_MATERIAL FOR THIS EXERCISE_
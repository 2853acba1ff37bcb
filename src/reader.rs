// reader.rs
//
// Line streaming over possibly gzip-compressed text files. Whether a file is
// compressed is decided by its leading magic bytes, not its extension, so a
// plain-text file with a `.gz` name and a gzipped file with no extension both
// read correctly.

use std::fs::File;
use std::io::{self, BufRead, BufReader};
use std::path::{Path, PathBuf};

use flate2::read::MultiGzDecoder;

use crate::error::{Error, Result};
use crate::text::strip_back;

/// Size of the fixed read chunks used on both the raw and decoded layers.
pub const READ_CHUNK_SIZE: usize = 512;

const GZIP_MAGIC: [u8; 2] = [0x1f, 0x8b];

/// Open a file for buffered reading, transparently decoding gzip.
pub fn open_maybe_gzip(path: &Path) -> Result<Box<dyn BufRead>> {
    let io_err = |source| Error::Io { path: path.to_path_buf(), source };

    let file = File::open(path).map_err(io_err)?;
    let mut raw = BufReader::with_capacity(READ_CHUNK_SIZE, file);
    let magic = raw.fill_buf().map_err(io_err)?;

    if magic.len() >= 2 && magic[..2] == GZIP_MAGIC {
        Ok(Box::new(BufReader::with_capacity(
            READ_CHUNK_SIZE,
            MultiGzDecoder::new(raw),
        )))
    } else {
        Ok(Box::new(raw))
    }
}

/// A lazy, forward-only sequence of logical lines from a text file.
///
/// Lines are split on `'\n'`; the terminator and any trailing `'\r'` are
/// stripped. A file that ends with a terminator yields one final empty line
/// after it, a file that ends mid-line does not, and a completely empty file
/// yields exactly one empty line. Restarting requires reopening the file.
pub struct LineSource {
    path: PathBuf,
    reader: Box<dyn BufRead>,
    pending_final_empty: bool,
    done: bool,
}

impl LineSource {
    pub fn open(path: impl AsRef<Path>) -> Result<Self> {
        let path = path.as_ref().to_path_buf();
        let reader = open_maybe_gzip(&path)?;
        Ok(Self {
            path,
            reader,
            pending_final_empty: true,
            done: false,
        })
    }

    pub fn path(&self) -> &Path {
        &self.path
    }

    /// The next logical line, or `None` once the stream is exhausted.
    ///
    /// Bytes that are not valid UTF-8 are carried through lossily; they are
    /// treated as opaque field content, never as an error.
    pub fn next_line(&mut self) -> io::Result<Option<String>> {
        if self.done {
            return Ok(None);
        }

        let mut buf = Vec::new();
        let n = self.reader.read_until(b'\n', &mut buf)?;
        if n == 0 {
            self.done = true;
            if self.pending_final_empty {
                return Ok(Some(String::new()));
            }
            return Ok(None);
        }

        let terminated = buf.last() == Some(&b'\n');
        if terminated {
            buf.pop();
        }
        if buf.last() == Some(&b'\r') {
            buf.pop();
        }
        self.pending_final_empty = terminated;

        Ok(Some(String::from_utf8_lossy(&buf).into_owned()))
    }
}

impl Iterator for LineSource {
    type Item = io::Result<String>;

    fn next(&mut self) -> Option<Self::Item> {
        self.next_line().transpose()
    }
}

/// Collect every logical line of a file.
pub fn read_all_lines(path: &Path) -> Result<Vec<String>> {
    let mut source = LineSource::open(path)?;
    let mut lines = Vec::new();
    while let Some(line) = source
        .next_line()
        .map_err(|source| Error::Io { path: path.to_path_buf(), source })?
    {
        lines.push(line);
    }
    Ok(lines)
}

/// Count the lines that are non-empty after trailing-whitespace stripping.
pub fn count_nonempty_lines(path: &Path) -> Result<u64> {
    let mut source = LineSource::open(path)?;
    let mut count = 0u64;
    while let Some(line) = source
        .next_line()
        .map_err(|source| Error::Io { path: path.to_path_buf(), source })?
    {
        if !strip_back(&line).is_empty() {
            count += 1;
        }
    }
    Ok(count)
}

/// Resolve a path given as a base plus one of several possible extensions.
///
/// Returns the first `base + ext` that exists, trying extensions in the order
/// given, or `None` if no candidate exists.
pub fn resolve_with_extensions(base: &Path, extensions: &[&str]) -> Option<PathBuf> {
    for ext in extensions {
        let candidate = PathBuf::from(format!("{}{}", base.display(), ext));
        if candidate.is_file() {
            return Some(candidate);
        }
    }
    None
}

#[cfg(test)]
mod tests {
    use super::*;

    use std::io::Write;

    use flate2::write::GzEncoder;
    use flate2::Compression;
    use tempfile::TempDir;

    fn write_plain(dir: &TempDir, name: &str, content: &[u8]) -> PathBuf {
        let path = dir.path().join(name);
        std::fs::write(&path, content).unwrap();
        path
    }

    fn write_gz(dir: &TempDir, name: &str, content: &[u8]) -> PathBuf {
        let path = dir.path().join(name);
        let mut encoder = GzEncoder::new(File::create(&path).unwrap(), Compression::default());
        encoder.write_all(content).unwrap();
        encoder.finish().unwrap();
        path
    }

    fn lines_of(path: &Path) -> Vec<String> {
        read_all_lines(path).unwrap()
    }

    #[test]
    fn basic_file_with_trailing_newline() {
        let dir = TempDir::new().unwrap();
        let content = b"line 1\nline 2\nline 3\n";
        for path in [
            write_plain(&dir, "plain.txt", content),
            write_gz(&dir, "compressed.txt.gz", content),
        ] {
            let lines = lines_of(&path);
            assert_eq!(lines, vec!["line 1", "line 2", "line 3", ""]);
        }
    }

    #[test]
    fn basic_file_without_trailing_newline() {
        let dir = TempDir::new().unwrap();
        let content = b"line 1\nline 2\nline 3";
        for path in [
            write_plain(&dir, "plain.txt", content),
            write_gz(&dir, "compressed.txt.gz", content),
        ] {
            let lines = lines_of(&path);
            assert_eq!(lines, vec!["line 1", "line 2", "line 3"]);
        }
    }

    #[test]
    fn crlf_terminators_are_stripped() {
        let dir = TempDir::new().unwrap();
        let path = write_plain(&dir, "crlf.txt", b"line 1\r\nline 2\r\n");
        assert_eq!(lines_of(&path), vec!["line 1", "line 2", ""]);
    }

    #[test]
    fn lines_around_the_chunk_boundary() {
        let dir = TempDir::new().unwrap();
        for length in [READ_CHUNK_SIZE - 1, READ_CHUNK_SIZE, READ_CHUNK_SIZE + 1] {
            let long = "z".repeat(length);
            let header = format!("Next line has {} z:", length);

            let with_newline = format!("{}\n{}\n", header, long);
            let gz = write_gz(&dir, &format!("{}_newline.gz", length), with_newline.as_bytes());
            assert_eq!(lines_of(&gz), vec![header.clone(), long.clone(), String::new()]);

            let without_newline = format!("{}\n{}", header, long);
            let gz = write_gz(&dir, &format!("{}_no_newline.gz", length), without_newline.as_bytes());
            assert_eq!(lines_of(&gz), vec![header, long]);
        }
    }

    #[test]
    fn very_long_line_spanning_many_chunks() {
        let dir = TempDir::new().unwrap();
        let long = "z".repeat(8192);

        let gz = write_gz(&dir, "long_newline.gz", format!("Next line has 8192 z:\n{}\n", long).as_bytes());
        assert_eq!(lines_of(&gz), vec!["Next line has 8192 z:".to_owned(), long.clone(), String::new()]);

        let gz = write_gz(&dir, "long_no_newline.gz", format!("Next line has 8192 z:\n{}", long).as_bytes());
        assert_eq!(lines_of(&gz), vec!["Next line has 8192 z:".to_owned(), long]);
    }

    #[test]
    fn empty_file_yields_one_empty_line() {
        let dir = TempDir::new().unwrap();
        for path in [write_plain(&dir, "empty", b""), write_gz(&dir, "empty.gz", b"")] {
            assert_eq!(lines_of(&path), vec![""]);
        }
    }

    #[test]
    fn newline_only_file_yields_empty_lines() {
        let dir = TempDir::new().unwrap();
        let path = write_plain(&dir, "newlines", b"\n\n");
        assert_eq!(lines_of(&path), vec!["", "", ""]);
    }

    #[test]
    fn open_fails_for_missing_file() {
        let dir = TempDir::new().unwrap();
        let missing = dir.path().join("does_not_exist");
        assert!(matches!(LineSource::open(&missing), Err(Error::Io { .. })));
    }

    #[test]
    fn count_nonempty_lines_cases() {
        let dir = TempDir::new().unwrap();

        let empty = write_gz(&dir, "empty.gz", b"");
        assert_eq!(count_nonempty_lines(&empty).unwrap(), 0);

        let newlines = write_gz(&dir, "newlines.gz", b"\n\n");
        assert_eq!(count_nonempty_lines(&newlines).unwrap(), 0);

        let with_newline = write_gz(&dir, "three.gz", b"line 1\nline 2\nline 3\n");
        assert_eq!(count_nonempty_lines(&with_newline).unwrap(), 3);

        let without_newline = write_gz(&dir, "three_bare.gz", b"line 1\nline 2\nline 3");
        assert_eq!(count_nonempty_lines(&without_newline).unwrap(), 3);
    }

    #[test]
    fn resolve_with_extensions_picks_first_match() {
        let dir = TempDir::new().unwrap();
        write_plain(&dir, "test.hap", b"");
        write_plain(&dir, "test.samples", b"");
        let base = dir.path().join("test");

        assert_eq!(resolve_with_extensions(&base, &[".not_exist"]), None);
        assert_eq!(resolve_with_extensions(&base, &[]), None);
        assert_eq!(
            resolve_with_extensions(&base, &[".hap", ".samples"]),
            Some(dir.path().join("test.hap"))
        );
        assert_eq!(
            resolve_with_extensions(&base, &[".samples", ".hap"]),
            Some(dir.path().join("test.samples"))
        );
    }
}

_WORK TO BE COMPLETED_
Exactly as written, reproduce the lines of the data above from the first line through the line where "use std::fs::File;" appears.

_THE COMPLETED TASK_
repository 2853acba1ff37bcb
filename src/reader.rs
// reader.rs
//
// Line streaming over possibly gzip-compressed text files. Whether a file is
// compressed is decided by its leading magic bytes, not its extension, so a
// plain-text file with a `.gz` name and a gzipped file with no extension both
// read correctly.

use std::fs::File;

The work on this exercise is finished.